══ EXTRACTED MATERIAL ══
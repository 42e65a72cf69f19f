use std::sync::Arc;
use std::time::Duration;

use anyhow::{Context, Result};
use rand::Rng;
use tokio::sync::mpsc;
use tracing::{debug, info, warn};

use burrow_protocol::{Message, MessageKind};

use crate::peer::Peer;
use crate::state::Admission;

/// Upper bound of the randomized pre-reply delay that desynchronizes
/// simultaneous repliers on the shared channels.
const MAX_REPLY_JITTER_MS: u64 = 400;

fn reply_jitter() -> Duration {
    Duration::from_millis(rand::rng().random_range(0..=MAX_REPLY_JITTER_MS))
}

/// Drain the inbound queue fed by the three receive loops; each message
/// runs its handler as its own task, bounded by the inbound permit pool so
/// one slow disk-bound handler cannot stall the receive loops.
pub async fn run_dispatcher(peer: Arc<Peer>, mut inbound: mpsc::Receiver<Message>) {
    while let Some(msg) = inbound.recv().await {
        if msg.sender == peer.config.peer_id {
            // our own multicast echo
            continue;
        }
        let Ok(permit) = peer.inbound_permits.clone().acquire_owned().await else {
            return;
        };
        let peer = peer.clone();
        tokio::spawn(async move {
            let _permit = permit;
            let kind = msg.kind;
            let id = msg.chunk_id();
            if let Err(e) = handle(peer, msg).await {
                // failures stay contained at the task boundary
                warn!("{} handler for {} failed: {:#}", kind, id, e);
            }
        });
    }
}

async fn handle(peer: Arc<Peer>, msg: Message) -> Result<()> {
    debug!(
        "inbound {} from peer {} for {}",
        msg.kind,
        msg.sender,
        msg.chunk_id()
    );
    match msg.kind {
        MessageKind::PutChunk => handle_putchunk(peer, msg).await,
        MessageKind::Stored => handle_stored(peer, msg),
        MessageKind::GetChunk => handle_getchunk(peer, msg),
        MessageKind::Chunk => handle_chunk(peer, msg),
        MessageKind::Delete => handle_delete(peer, msg).await,
        MessageKind::Removed => handle_removed(peer, msg),
        MessageKind::Debug => {
            debug!(
                "DEBUG from peer {}: {}",
                msg.sender,
                String::from_utf8_lossy(&msg.body)
            );
            Ok(())
        }
    }
}

/// Storer side of the backup protocol.
async fn handle_putchunk(peer: Arc<Peer>, msg: Message) -> Result<()> {
    let size = msg.body.len() as u64;
    match peer.state.try_admit(
        &msg.file_id,
        msg.chunk_no,
        msg.replication_degree,
        size,
    ) {
        Admission::Admitted => {
            if let Err(e) = peer
                .store
                .write_chunk(&msg.file_id, msg.chunk_no, &msg.body)
                .await
            {
                peer.state.rollback_admission(&msg.chunk_id(), size);
                return Err(e).with_context(|| format!("storing chunk {}", msg.chunk_id()));
            }
            peer.state.refresh_occupation(&peer.store).await;
            peer.state.persist();
            info!("Stored chunk {} ({} bytes)", msg.chunk_id(), size);
            schedule_stored_reply(&peer, msg.file_id, msg.chunk_no);
        }
        Admission::Duplicate => {
            // expected under UDP redelivery; confirm again, do not re-store
            peer.state.persist();
            schedule_stored_reply(&peer, msg.file_id, msg.chunk_no);
        }
        Admission::CapacityExceeded => {
            // the protocol has no negative acknowledgment; staying silent
            // is the signal
            debug!("No space for chunk {} ({} bytes)", msg.chunk_id(), size);
        }
        Admission::OwnChunk | Admission::DeletedFile | Admission::NotAccepting => {}
    }
    Ok(())
}

/// Schedule the jittered STORED reply as its own sleeping task; it never
/// occupies an inbound pool permit.
fn schedule_stored_reply(peer: &Arc<Peer>, file_id: String, chunk_no: u32) {
    let peer = peer.clone();
    let delay = reply_jitter();
    tokio::spawn(async move {
        tokio::time::sleep(delay).await;
        let reply = Message::stored(&peer.config.version, peer.config.peer_id, &file_id, chunk_no);
        if let Err(e) = peer.control.send(&reply).await {
            warn!("STORED reply for {} failed: {:#}", reply.chunk_id(), e);
        }
    });
}

fn handle_stored(peer: Arc<Peer>, msg: Message) -> Result<()> {
    if peer.state.record_confirmation(&msg.chunk_id(), msg.sender) {
        debug!("Peer {} confirmed {}", msg.sender, msg.chunk_id());
        peer.state.persist();
    }
    Ok(())
}

/// Storer side of the restore protocol: answer with the chunk payload after
/// the jitter window, unless another peer already served it meanwhile.
fn handle_getchunk(peer: Arc<Peer>, msg: Message) -> Result<()> {
    let id = msg.chunk_id();
    if !peer.state.saved_contains(&id) {
        return Ok(());
    }

    peer.restores.clear_served(&id);
    let delay = reply_jitter();
    tokio::spawn(async move {
        tokio::time::sleep(delay).await;
        let id = msg.chunk_id();
        if peer.restores.was_served(&id) {
            debug!("CHUNK {} already served by another peer", id);
            return;
        }
        let body = match peer.store.read_chunk(&msg.file_id, msg.chunk_no).await {
            Ok(body) => body,
            Err(e) => {
                warn!("Cannot read chunk {} for restore: {:#}", id, e);
                return;
            }
        };
        let reply = Message::chunk(
            &peer.config.version,
            peer.config.peer_id,
            &msg.file_id,
            msg.chunk_no,
            body,
        );
        if let Err(e) = peer.restore_data.send(&reply).await {
            warn!("CHUNK reply for {} failed: {:#}", id, e);
        }
    });
    Ok(())
}

fn handle_chunk(peer: Arc<Peer>, msg: Message) -> Result<()> {
    peer.restores.record_chunk(&msg.file_id, msg.chunk_no, msg.body);
    Ok(())
}

async fn handle_delete(peer: Arc<Peer>, msg: Message) -> Result<()> {
    let removed = peer.state.delete_saved_file(&msg.file_id);
    peer.store.delete_file(&msg.file_id).await?;
    peer.state.mark_deleted(&msg.file_id);
    peer.state.refresh_occupation(&peer.store).await;
    peer.state.persist();
    if !removed.is_empty() {
        info!(
            "Deleted {} chunks of file {} on request of peer {}",
            removed.len(),
            msg.file_id,
            msg.sender
        );
    }
    Ok(())
}

fn handle_removed(peer: Arc<Peer>, msg: Message) -> Result<()> {
    // Extension point: a storer dropping below the desired degree could
    // re-advertise readiness here.
    if peer.state.record_removal(&msg.chunk_id(), msg.sender) {
        debug!("Peer {} dropped its copy of {}", msg.sender, msg.chunk_id());
        peer.state.persist();
    }
    Ok(())
}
═══
WORK TO COMPLETE: Output the full listing above without altering a single word.

RESPONSE AREA:
repository 42e65a72cf69f19f
use std::sync::Arc;
use std::time::Duration;

use anyhow::{Context, Result};
use rand::Rng;
use tokio::sync::mpsc;
use tracing::{debug, info, warn};

use burrow_protocol::{Message, MessageKind};

use crate::peer::Peer;
use crate::state::Admission;

/// Upper bound of the randomized pre-reply delay that desynchronizes
/// simultaneous repliers on the shared channels.
const MAX_REPLY_JITTER_MS: u64 = 400;

fn reply_jitter() -> Duration {
    Duration::from_millis(rand::rng().random_range(0..=MAX_REPLY_JITTER_MS))
}

/// Drain the inbound queue fed by the three receive loops; each message
/// runs its handler as its own task, bounded by the inbound permit pool so
/// one slow disk-bound handler cannot stall the receive loops.
pub async fn run_dispatcher(peer: Arc<Peer>, mut inbound: mpsc::Receiver<Message>) {
    while let Some(msg) = inbound.recv().await {
        if msg.sender == peer.config.peer_id {
            // our own multicast echo
            continue;
        }
        let Ok(permit) = peer.inbound_permits.clone().acquire_owned().await else {
            return;
        };
        let peer = peer.clone();
        tokio::spawn(async move {
            let _permit = permit;
            let kind = msg.kind;
            let id = msg.chunk_id();
            if let Err(e) = handle(peer, msg).await {
                // failures stay contained at the task boundary
                warn!("{} handler for {} failed: {:#}", kind, id, e);
            }
        });
    }
}

async fn handle(peer: Arc<Peer>, msg: Message) -> Result<()> {
    debug!(
        "inbound {} from peer {} for {}",
        msg.kind,
        msg.sender,
        msg.chunk_id()
    );
    match msg.kind {
        MessageKind::PutChunk => handle_putchunk(peer, msg).await,
        MessageKind::Stored => handle_stored(peer, msg),
        MessageKind::GetChunk => handle_getchunk(peer, msg),
        MessageKind::Chunk => handle_chunk(peer, msg),
        MessageKind::Delete => handle_delete(peer, msg).await,
        MessageKind::Removed => handle_removed(peer, msg),
        MessageKind::Debug => {
            debug!(
                "DEBUG from peer {}: {}",
                msg.sender,
                String::from_utf8_lossy(&msg.body)
            );
            Ok(())
        }
    }
}

/// Storer side of the backup protocol.
async fn handle_putchunk(peer: Arc<Peer>, msg: Message) -> Result<()> {
    let size = msg.body.len() as u64;
    match peer.state.try_admit(
        &msg.file_id,
        msg.chunk_no,
        msg.replication_degree,
        size,
    ) {
        Admission::Admitted => {
            if let Err(e) = peer
                .store
                .write_chunk(&msg.file_id, msg.chunk_no, &msg.body)
                .await
            {
                peer.state.rollback_admission(&msg.chunk_id(), size);
                return Err(e).with_context(|| format!("storing chunk {}", msg.chunk_id()));
            }
            peer.state.refresh_occupation(&peer.store).await;
            peer.state.persist();
            info!("Stored chunk {} ({} bytes)", msg.chunk_id(), size);
            schedule_stored_reply(&peer, msg.file_id, msg.chunk_no);
        }
        Admission::Duplicate => {
            // expected under UDP redelivery; confirm again, do not re-store
            peer.state.persist();
            schedule_stored_reply(&peer, msg.file_id, msg.chunk_no);
        }
        Admission::CapacityExceeded => {
            // the protocol has no negative acknowledgment; staying silent
            // is the signal
            debug!("No space for chunk {} ({} bytes)", msg.chunk_id(), size);
        }
        Admission::OwnChunk | Admission::DeletedFile | Admission::NotAccepting => {}
    }
    Ok(())
}

/// Schedule the jittered STORED reply as its own sleeping task; it never
/// occupies an inbound pool permit.
fn schedule_stored_reply(peer: &Arc<Peer>, file_id: String, chunk_no: u32) {
    let peer = peer.clone();
    let delay = reply_jitter();
    tokio::spawn(async move {
        tokio::time::sleep(delay).await;
        let reply = Message::stored(&peer.config.version, peer.config.peer_id, &file_id, chunk_no);
        if let Err(e) = peer.control.send(&reply).await {
            warn!("STORED reply for {} failed: {:#}", reply.chunk_id(), e);
        }
    });
}

fn handle_stored(peer: Arc<Peer>, msg: Message) -> Result<()> {
    if peer.state.record_confirmation(&msg.chunk_id(), msg.sender) {
        debug!("Peer {} confirmed {}", msg.sender, msg.chunk_id());
        peer.state.persist();
    }
    Ok(())
}

/// Storer side of the restore protocol: answer with the chunk payload after
/// the jitter window, unless another peer already served it meanwhile.
fn handle_getchunk(peer: Arc<Peer>, msg: Message) -> Result<()> {
    let id = msg.chunk_id();
    if !peer.state.saved_contains(&id) {
        return Ok(());
    }

    peer.restores.clear_served(&id);
    let delay = reply_jitter();
    tokio::spawn(async move {
        tokio::time::sleep(delay).await;
        let id = msg.chunk_id();
        if peer.restores.was_served(&id) {
            debug!("CHUNK {} already served by another peer", id);
            return;
        }
        let body = match peer.store.read_chunk(&msg.file_id, msg.chunk_no).await {
            Ok(body) => body,
            Err(e) => {
                warn!("Cannot read chunk {} for restore: {:#}", id, e);
                return;
            }
        };
        let reply = Message::chunk(
            &peer.config.version,
            peer.config.peer_id,
            &msg.file_id,
            msg.chunk_no,
            body,
        );
        if let Err(e) = peer.restore_data.send(&reply).await {
            warn!("CHUNK reply for {} failed: {:#}", id, e);
        }
    });
    Ok(())
}

fn handle_chunk(peer: Arc<Peer>, msg: Message) -> Result<()> {
    peer.restores.record_chunk(&msg.file_id, msg.chunk_no, msg.body);
    Ok(())
}

async fn handle_delete(peer: Arc<Peer>, msg: Message) -> Result<()> {
    let removed = peer.state.delete_saved_file(&msg.file_id);
    peer.store.delete_file(&msg.file_id).await?;
    peer.state.mark_deleted(&msg.file_id);
    peer.state.refresh_occupation(&peer.store).await;
    peer.state.persist();
    if !removed.is_empty() {
        info!(
            "Deleted {} chunks of file {} on request of peer {}",
            removed.len(),
            msg.file_id,
            msg.sender
        );
    }
    Ok(())
}

fn handle_removed(peer: Arc<Peer>, msg: Message) -> Result<()> {
    // Extension point: a storer dropping below the desired degree could
    // re-advertise readiness here.
    if peer.state.record_removal(&msg.chunk_id(), msg.sender) {
        debug!("Peer {} dropped its copy of {}", msg.sender, msg.chunk_id());
        peer.state.persist();
    }
    Ok(())
}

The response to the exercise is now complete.